Microsoft’s efforts for browser efficiency appear to be paying off as the brand has announced that its built-in Sleeping Tabs tool is highly effective at conserving RAM on devices.

Microsoft recently shared on its Dev Twitter dedicated to the Microsoft Edge browser that its Sleeping Tabs tool has saved users a whopping 273 petabytes of RAM or 273,000 TB of RAM over the last 28 days. That equates to approximately 40MB of memory per tab of the 6 billion tabs tested, the company added.

Use sleeping tabs to save resources? You aren’t alone! Over the past 28 days on Windows devices, we slept 6 billion tabs resulting in a savings of 273.7 Petabytes of RAM. That’s roughly 39.1 megabytes saved per tab. 😲

— Microsoft Edge Dev (@MSEdgeDev) June 6, 2022

The Sleeping Tab tool, which comes standard on Microsoft Edge, puts web pages to sleep after they have not been accessed for two hours. This allows devices to save RAM by not sending memory to parts of the machine that are not being used. This is especially beneficial considering users typically keep multiple tabs open at the same time, Neowin noted.
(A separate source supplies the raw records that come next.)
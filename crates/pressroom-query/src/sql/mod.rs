pub mod add_index;
pub mod create_table;
pub mod helpers;
pub mod types;

pub use add_index::build_add_index;
pub use create_table::build_create_table;
pub use types::{BuiltQuery, DatabaseBackend, RawSql};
While many devices that use the Microsoft Edge browser might vary in hardware specifications, such features can help users get the most out of their device experience. Sleeping Tabs can also be customized to change the timeout period or to exclude certain websites so they remain active.
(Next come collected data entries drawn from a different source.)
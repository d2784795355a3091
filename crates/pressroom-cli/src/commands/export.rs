use std::path::{Path, PathBuf};

use anyhow::{Context, Result};
use clap::ValueEnum;
use colored::Colorize;
use futures::future::try_join_all;
use pressroom_config::SeaOrmConfig;
use pressroom_core::TableDef;
use pressroom_exporter::{
    Orm, OrmExporter, SeaOrmExporterWithConfig, render_entity_with_schema, sqlalchemy,
};
use pressroom_loader::{load_config, load_models};
use tokio::fs;

#[derive(Copy, Clone, Debug, ValueEnum)]
pub enum OrmArg {
    Seaorm,
    Sqlalchemy,
    Sqlmodel,
}

impl From<OrmArg> for Orm {
    fn from(value: OrmArg) -> Self {
        match value {
            OrmArg::Seaorm => Orm::SeaOrm,
            OrmArg::Sqlalchemy => Orm::SqlAlchemy,
            OrmArg::Sqlmodel => Orm::SqlModel,
        }
    }
}

/// A generated file, relative to the export directory.
#[derive(Debug)]
struct GeneratedFile {
    name: String,
    code: String,
}

pub async fn cmd_export(orm: OrmArg, export_dir: Option<PathBuf>) -> Result<()> {
    let config = load_config()?;
    let models = load_models(&config)?;
    let target_root = export_dir.unwrap_or_else(|| config.model_export_dir().to_path_buf());
    let orm: Orm = orm.into();

    // Render everything before the export dir is touched.
    let files = render_files(orm, &models, config.seaorm())?;

    clean_export_dir(&target_root, orm).await?;
    fs::create_dir_all(&target_root)
        .await
        .with_context(|| format!("create export dir {}", target_root.display()))?;

    let write_futures: Vec<_> = files
        .iter()
        .map(|file| {
            let out_path = target_root.join(&file.name);
            async move {
                fs::write(&out_path, &file.code)
                    .await
                    .with_context(|| format!("write {}", out_path.display()))?;
                tracing::debug!(path = %out_path.display(), bytes = file.code.len(), "exported");
                println!(
                    "{} {}",
                    "Exported".bright_green(),
                    out_path.display().to_string().bright_white()
                );
                Ok::<(), anyhow::Error>(())
            }
        })
        .collect();

    try_join_all(write_futures).await?;
    tracing::info!(count = files.len(), dir = %target_root.display(), "export finished");
    Ok(())
}

fn render_files(orm: Orm, models: &[TableDef], seaorm: &SeaOrmConfig) -> Result<Vec<GeneratedFile>> {
    let seaorm_exporter = SeaOrmExporterWithConfig::new(seaorm);
    let ext = orm.file_extension();

    let mut files = models
        .iter()
        .map(|table| {
            let code = match orm {
                Orm::SeaOrm => seaorm_exporter.render_entity_with_schema(table, models),
                _ => render_entity_with_schema(orm, table, models),
            }
            .with_context(|| format!("render table '{}'", table.name))?;
            Ok(GeneratedFile {
                name: format!("{}.{}", module_name(&table.name), ext),
                code,
            })
        })
        .collect::<Result<Vec<_>>>()?;

    match orm {
        Orm::SeaOrm => files.push(GeneratedFile {
            name: "mod.rs".into(),
            code: render_mod_rs(models),
        }),
        Orm::SqlAlchemy => files.push(GeneratedFile {
            name: format!("{}.py", sqlalchemy::BASE_MODULE),
            code: sqlalchemy::render_base(),
        }),
        Orm::SqlModel => {}
    }

    Ok(files)
}

fn render_mod_rs(models: &[TableDef]) -> String {
    let mut modules: Vec<String> = models.iter().map(|t| module_name(&t.name)).collect();
    modules.sort();
    modules
        .iter()
        .map(|m| format!("pub mod {};\n", m))
        .collect()
}

fn module_name(name: &str) -> String {
    name.chars()
        .map(|ch| {
            if ch.is_ascii_alphanumeric() || ch == '_' {
                ch.to_ascii_lowercase()
            } else {
                '_'
            }
        })
        .collect()
}

/// Remove previously generated files of `orm` below `root` so no stale model
/// survives a rename, then drop the directories that end up empty. `root`
/// itself is kept.
async fn clean_export_dir(root: &Path, orm: Orm) -> Result<()> {
    if !root.is_dir() {
        return Ok(());
    }
    let ext = orm.file_extension();

    let mut pending = vec![root.to_path_buf()];
    let mut visited: Vec<PathBuf> = Vec::new();
    while let Some(dir) = pending.pop() {
        let mut entries = fs::read_dir(&dir)
            .await
            .with_context(|| format!("read dir {}", dir.display()))?;
        let mut stale = Vec::new();
        while let Some(entry) = entries.next_entry().await? {
            let path = entry.path();
            if entry.file_type().await?.is_dir() {
                pending.push(path);
            } else if path.extension().is_some_and(|e| e == ext) {
                stale.push(path);
            }
        }

        try_join_all(stale.iter().map(|path| async move {
            fs::remove_file(path)
                .await
                .with_context(|| format!("remove file {}", path.display()))
        }))
        .await?;
        if !stale.is_empty() {
            tracing::debug!(dir = %dir.display(), removed = stale.len(), "removed stale exports");
        }
        visited.push(dir);
    }

    // a directory is always visited after its parent
    for dir in visited[1..].iter().rev() {
        let mut entries = fs::read_dir(dir).await?;
        if entries.next_entry().await?.is_none() {
            fs::remove_dir(dir)
                .await
                .with_context(|| format!("remove empty dir {}", dir.display()))?;
        }
    }

    Ok(())
}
To access and personalize the Sleeping Tabs settings in Microsoft Edge, you can go to edge://settings, then System and Performance> Optimize Performance.

Currently, various statistics are ranking Microsoft Edge among the top three most used web browsers in the world. A study by Atlas VPN ranked the browser behind Google Chrome and Apple Safari, with 212,695,000 world users in April. Similarly, data from Statcounter put Edge just behind Chrome and Safari, with a 10.07% global market share in March.

Microsoft has put a heavy focus on developing Microsoft Edge since beginning its transition from its legacy browser, Internet Explorer, in early 2020. The brand plans to send out a final end-of-life update, which will kill Internet Explorer for good on June 15.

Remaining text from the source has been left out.